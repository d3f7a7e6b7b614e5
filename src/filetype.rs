//! Filetype classification for the fileset build.
//!
//! The fileset build seeds the history the matcher compares against. It
//! walks a partner's stored directory tree one historical delivery at a
//! time (newest first), guesses each file's type from its name against the
//! controlled vocabulary, and plans the fileset writes.
//!
//! Pacing is explicit: [`HistoryCursor`] yields one directory at a time and
//! the caller decides, through whatever confirmation it holds, whether to
//! take the next one.

use std::collections::HashSet;
use std::path::{Path, PathBuf};

use anyhow::{Context, Result};
use chrono::{DateTime, Utc};
use tracing::{debug, info};
use walkdir::WalkDir;

use crate::fuzzy::ratio;
use crate::matcher::base_name;
use crate::models::{FilesetChange, FilesetEntry, Filetype, FiletypeId, PartnerId};
use crate::registry::FiletypeVocabulary;

/// Default similarity a name must exceed to count as a partial match.
pub const DEFAULT_MATCH_RATIO: u8 = 80;

/// Outcome of guessing a file's type.
#[derive(Debug, Clone, Copy, PartialEq, Eq)]
pub enum FiletypeGuess<'a> {
    /// Upper-cased base name equals a vocabulary name.
    Exact(&'a Filetype),
    /// First vocabulary name scoring above the threshold, or contained in
    /// the base name.
    Partial(&'a Filetype),
    /// Catch-all; the file is recorded under its own name.
    Unidentified,
}

impl FiletypeGuess<'_> {
    pub fn filetype_id(&self) -> Option<FiletypeId> {
        match self {
            FiletypeGuess::Exact(ft) | FiletypeGuess::Partial(ft) => Some(ft.id),
            FiletypeGuess::Unidentified => None,
        }
    }
}

/// Guess the filetype of `file_name` (extension optional).
pub fn guess_filetype<'a>(
    file_name: &str,
    vocabulary: &'a FiletypeVocabulary,
    threshold: u8,
) -> FiletypeGuess<'a> {
    let base = base_name(file_name).to_uppercase();

    if let Some(ft) = vocabulary.exact(&base) {
        info!(file = file_name, filetype = %ft.name, "exact filetype match");
        return FiletypeGuess::Exact(ft);
    }

    for ft in vocabulary.iter() {
        let score = ratio(&base, &ft.name);
        if score > threshold || base.contains(ft.name.as_str()) {
            info!(file = file_name, filetype = %ft.name, score, "partial filetype match");
            return FiletypeGuess::Partial(ft);
        }
    }

    info!(file = file_name, "no filetype match; recording under its own name");
    FiletypeGuess::Unidentified
}

/// One historical directory handed out by the cursor.
#[derive(Debug, Clone, PartialEq, Eq)]
pub struct PendingDirectory {
    pub path: PathBuf,
    /// Directories left to scan, this one included.
    pub remaining: usize,
}

/// Resumable cursor over a partner's historical deliveries.
///
/// Holds the immediate subdirectories of the stored directory, newest
/// first (reverse lexical order of their names, which are dated).
#[derive(Debug, Clone)]
pub struct HistoryCursor {
    dirs: Vec<PathBuf>,
    position: usize,
}

impl HistoryCursor {
    pub fn open(stored_directory: &Path) -> Result<Self> {
        let mut dirs = Vec::new();
        let listing = std::fs::read_dir(stored_directory).with_context(|| {
            format!(
                "Failed to list stored directory: {}",
                stored_directory.display()
            )
        })?;
        for entry in listing {
            let path = entry?.path();
            if path.is_dir() {
                dirs.push(path);
            }
        }
        dirs.sort_by(|a, b| b.file_name().cmp(&a.file_name()));
        Ok(Self { dirs, position: 0 })
    }

    /// The directory that would be scanned next, without consuming it.
    pub fn peek(&self) -> Option<PendingDirectory> {
        self.dirs.get(self.position).map(|path| PendingDirectory {
            path: path.clone(),
            remaining: self.remaining(),
        })
    }

    /// Consume and return the next directory.
    pub fn advance(&mut self) -> Option<PendingDirectory> {
        let next = self.peek()?;
        self.position += 1;
        Some(next)
    }

    pub fn remaining(&self) -> usize {
        self.dirs.len() - self.position
    }

    pub fn is_exhausted(&self) -> bool {
        self.remaining() == 0
    }
}

/// Regular files directly inside one historical directory, sorted by name.
pub fn history_files(dir: &Path) -> Result<Vec<PathBuf>> {
    let mut files = Vec::new();
    for entry in WalkDir::new(dir).min_depth(1).max_depth(1).sort_by_file_name() {
        let entry = entry?;
        if entry.file_type().is_file() {
            files.push(entry.into_path());
        }
    }
    Ok(files)
}

/// Plans fileset writes for one partner during a build pass.
///
/// A partner keeps at most one entry per filename pattern. Known types
/// also keep one entry per type: the first file of that type seen in this
/// pass (the newest delivery) replaces whatever was recorded before, and
/// older deliveries of the same type are ignored. Unidentified files
/// accumulate, one entry per distinct filename pattern.
#[derive(Debug)]
pub struct FilesetPlanner {
    partner_id: PartnerId,
    known_written: HashSet<FiletypeId>,
    patterns_written: HashSet<String>,
    unidentified_patterns: HashSet<String>,
    changes: Vec<FilesetChange>,
}

impl FilesetPlanner {
    pub fn new(partner_id: PartnerId, existing: &[FilesetEntry]) -> Self {
        let unidentified_patterns = existing
            .iter()
            .filter(|e| e.partner_id == partner_id && e.filetype_id.is_none())
            .map(|e| e.filename_pattern.clone())
            .collect();
        Self {
            partner_id,
            known_written: HashSet::new(),
            patterns_written: HashSet::new(),
            unidentified_patterns,
            changes: Vec::new(),
        }
    }

    /// Record one scanned file. Returns `true` if it produced a write.
    pub fn add(
        &mut self,
        file_name: &str,
        header: &str,
        guess: FiletypeGuess<'_>,
        recorded_at: DateTime<Utc>,
    ) -> bool {
        let entry = FilesetEntry {
            partner_id: self.partner_id,
            filename_pattern: base_name(file_name).to_string(),
            filetype_id: guess.filetype_id(),
            header: header.to_string(),
            recorded_at,
        };

        if self.patterns_written.contains(&entry.filename_pattern) {
            debug!(file = file_name, "newer file with this name already recorded");
            return false;
        }

        match entry.filetype_id {
            Some(id) => {
                if !self.known_written.insert(id) {
                    debug!(file = file_name, filetype_id = id, "newer file of this type already recorded");
                    return false;
                }
                self.patterns_written.insert(entry.filename_pattern.clone());
                self.changes.push(FilesetChange::Replace(entry));
            }
            None => {
                if !self.unidentified_patterns.insert(entry.filename_pattern.clone()) {
                    info!(file = file_name, "unidentified file with this name already recorded");
                    return false;
                }
                self.patterns_written.insert(entry.filename_pattern.clone());
                self.changes.push(FilesetChange::Insert(entry));
            }
        }
        true
    }

    pub fn into_changes(self) -> Vec<FilesetChange> {
        self.changes
    }
}
//! SQLite-backed [`Store`] implementation.
//!
//! Every multi-row write goes through one `sqlx` transaction; if any
//! statement fails the transaction is dropped uncommitted and SQLite rolls
//! it back. Foreign keys are enforced by the connection options, so a
//! status row can only reference an existing run and partner.

use anyhow::{anyhow, Context, Result};
use async_trait::async_trait;
use chrono::{DateTime, Utc};
use sqlx::sqlite::SqliteRow;
use sqlx::{Row, SqlitePool};

use crate::models::{
    FileRunStatus, FileStatus, FilesetChange, FilesetEntry, Filetype, Partner, PartnerRunStatus,
    PartnerStatus, Run, RunId, RunOutcome,
};
use crate::store::Store;

/// SQLite implementation of the [`Store`] trait.
pub struct SqliteStore {
    pool: SqlitePool,
}

impl SqliteStore {
    pub fn new(pool: SqlitePool) -> Self {
        Self { pool }
    }

    pub fn pool(&self) -> &SqlitePool {
        &self.pool
    }
}

fn ts_to_datetime(ts: i64) -> Result<DateTime<Utc>> {
    DateTime::from_timestamp(ts, 0).ok_or_else(|| anyhow!("invalid timestamp {}", ts))
}

fn columns_to_json(columns: Option<&[String]>) -> Result<Option<String>> {
    columns
        .map(|c| serde_json::to_string(c).context("Failed to encode column list"))
        .transpose()
}

fn columns_from_json(raw: Option<String>) -> Result<Option<Vec<String>>> {
    raw.map(|s| {
        serde_json::from_str(&s).with_context(|| format!("Malformed column list: {}", s))
    })
    .transpose()
}

fn row_to_run(row: &SqliteRow) -> Result<Run> {
    Ok(Run {
        id: row.get("id"),
        started_at: ts_to_datetime(row.get("started_at"))?,
    })
}

#[async_trait]
impl Store for SqliteStore {
    async fn partners(&self) -> Result<Vec<Partner>> {
        let rows = sqlx::query(
            "SELECT id, name, full_name, directory, stored_directory, enabled FROM partners ORDER BY id",
        )
        .fetch_all(&self.pool)
        .await
        .context("Failed to load partners")?;

        Ok(rows
            .iter()
            .map(|row| Partner {
                id: row.get("id"),
                name: row.get("name"),
                full_name: row.get("full_name"),
                directory: row.get::<String, _>("directory").into(),
                stored_directory: row
                    .get::<Option<String>, _>("stored_directory")
                    .map(Into::into),
                enabled: row.get("enabled"),
            })
            .collect())
    }

    async fn filetypes(&self) -> Result<Vec<Filetype>> {
        let rows = sqlx::query("SELECT id, name FROM filetypes ORDER BY id")
            .fetch_all(&self.pool)
            .await
            .context("Failed to load filetypes")?;

        Ok(rows
            .iter()
            .map(|row| Filetype {
                id: row.get("id"),
                name: row.get("name"),
            })
            .collect())
    }

    async fn fileset_entries(&self) -> Result<Vec<FilesetEntry>> {
        let rows = sqlx::query(
            r#"
            SELECT partner_id, filename_pattern, filetype_id, header, recorded_at
            FROM fileset_entries
            ORDER BY id
            "#,
        )
        .fetch_all(&self.pool)
        .await
        .context("Failed to load fileset entries")?;

        rows.iter()
            .map(|row| {
                Ok(FilesetEntry {
                    partner_id: row.get("partner_id"),
                    filename_pattern: row.get("filename_pattern"),
                    filetype_id: row.get("filetype_id"),
                    header: row.get("header"),
                    recorded_at: ts_to_datetime(row.get("recorded_at"))?,
                })
            })
            .collect()
    }

    async fn begin_run(&self, started_at: DateTime<Utc>) -> Result<Run> {
        let mut tx = self.pool.begin().await?;

        let last: i64 = sqlx::query_scalar("SELECT COALESCE(MAX(id), 0) FROM runs")
            .fetch_one(&mut *tx)
            .await?;
        let run = Run {
            id: last + 1,
            started_at,
        };

        sqlx::query("INSERT INTO runs (id, started_at) VALUES (?, ?)")
            .bind(run.id)
            .bind(run.started_at.timestamp())
            .execute(&mut *tx)
            .await?;

        tx.commit().await.context("Failed to record new run")?;
        Ok(run)
    }

    async fn record_run(&self, run_id: RunId, outcome: &RunOutcome) -> Result<()> {
        let mut tx = self.pool.begin().await?;

        for p in &outcome.partners {
            sqlx::query("INSERT INTO partner_run_status (run_id, partner_id, code) VALUES (?, ?, ?)")
                .bind(run_id)
                .bind(p.partner_id)
                .bind(p.status.code())
                .execute(&mut *tx)
                .await
                .with_context(|| format!("Failed to record status of partner {}", p.partner_id))?;
        }

        for f in &outcome.files {
            sqlx::query(
                r#"
                INSERT INTO file_run_status
                    (run_id, partner_id, filename_pattern, filetype_id, code,
                     columns_added, columns_removed)
                VALUES (?, ?, ?, ?, ?, ?, ?)
                "#,
            )
            .bind(run_id)
            .bind(f.partner_id)
            .bind(&f.filename)
            .bind(f.filetype_id)
            .bind(f.status.code())
            .bind(columns_to_json(f.status.added())?)
            .bind(columns_to_json(f.status.removed())?)
            .execute(&mut *tx)
            .await
            .with_context(|| format!("Failed to record status of file {}", f.filename))?;
        }

        tx.commit()
            .await
            .with_context(|| format!("Failed to commit run {}", run_id))?;
        Ok(())
    }

    async fn run(&self, run_id: RunId) -> Result<Option<Run>> {
        let row = sqlx::query("SELECT id, started_at FROM runs WHERE id = ?")
            .bind(run_id)
            .fetch_optional(&self.pool)
            .await?;
        row.as_ref().map(row_to_run).transpose()
    }

    async fn partner_statuses(&self, run_id: RunId) -> Result<Vec<PartnerRunStatus>> {
        let rows = sqlx::query(
            "SELECT run_id, partner_id, code FROM partner_run_status WHERE run_id = ? ORDER BY id",
        )
        .bind(run_id)
        .fetch_all(&self.pool)
        .await?;

        rows.iter()
            .map(|row| {
                Ok(PartnerRunStatus {
                    run_id: row.get("run_id"),
                    partner_id: row.get("partner_id"),
                    status: PartnerStatus::from_code(row.get("code"))?,
                })
            })
            .collect()
    }

    async fn file_statuses(&self, run_id: RunId) -> Result<Vec<FileRunStatus>> {
        let rows = sqlx::query(
            r#"
            SELECT run_id, partner_id, filename_pattern, filetype_id, code,
                   columns_added, columns_removed
            FROM file_run_status
            WHERE run_id = ?
            ORDER BY id
            "#,
        )
        .bind(run_id)
        .fetch_all(&self.pool)
        .await?;

        rows.iter()
            .map(|row| {
                let status = FileStatus::from_parts(
                    row.get("code"),
                    columns_from_json(row.get("columns_added"))?,
                    columns_from_json(row.get("columns_removed"))?,
                )?;
                Ok(FileRunStatus {
                    run_id: row.get("run_id"),
                    partner_id: row.get("partner_id"),
                    filename: row.get("filename_pattern"),
                    filetype_id: row.get("filetype_id"),
                    status,
                })
            })
            .collect()
    }

    async fn apply_fileset_changes(&self, changes: &[FilesetChange]) -> Result<()> {
        let mut tx = self.pool.begin().await?;

        for change in changes {
            let entry = change.entry();
            if let FilesetChange::Replace(_) = change {
                sqlx::query("DELETE FROM fileset_entries WHERE partner_id = ? AND filetype_id IS ?")
                    .bind(entry.partner_id)
                    .bind(entry.filetype_id)
                    .execute(&mut *tx)
                    .await?;
            }
            sqlx::query("DELETE FROM fileset_entries WHERE partner_id = ? AND filename_pattern = ?")
                .bind(entry.partner_id)
                .bind(&entry.filename_pattern)
                .execute(&mut *tx)
                .await?;

            sqlx::query(
                r#"
                INSERT INTO fileset_entries
                    (partner_id, filename_pattern, filetype_id, header, recorded_at)
                VALUES (?, ?, ?, ?, ?)
                "#,
            )
            .bind(entry.partner_id)
            .bind(&entry.filename_pattern)
            .bind(entry.filetype_id)
            .bind(&entry.header)
            .bind(entry.recorded_at.timestamp())
            .execute(&mut *tx)
            .await
            .with_context(|| {
                format!(
                    "Failed to record fileset entry {} for partner {}",
                    entry.filename_pattern, entry.partner_id
                )
            })?;
        }

        tx.commit().await.context("Failed to commit fileset changes")?;
        Ok(())
    }
}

-----

■ PROBLEM
Where a line of the records holds the word "FileRunStatus", copy that line.

■ TASK SOLUTION
    FileRunStatus, FileStatus, FilesetChange, FilesetEntry, Filetype, Partner, PartnerRunStatus,
    async fn file_statuses(&self, run_id: RunId) -> Result<Vec<FileRunStatus>> {
                Ok(FileRunStatus {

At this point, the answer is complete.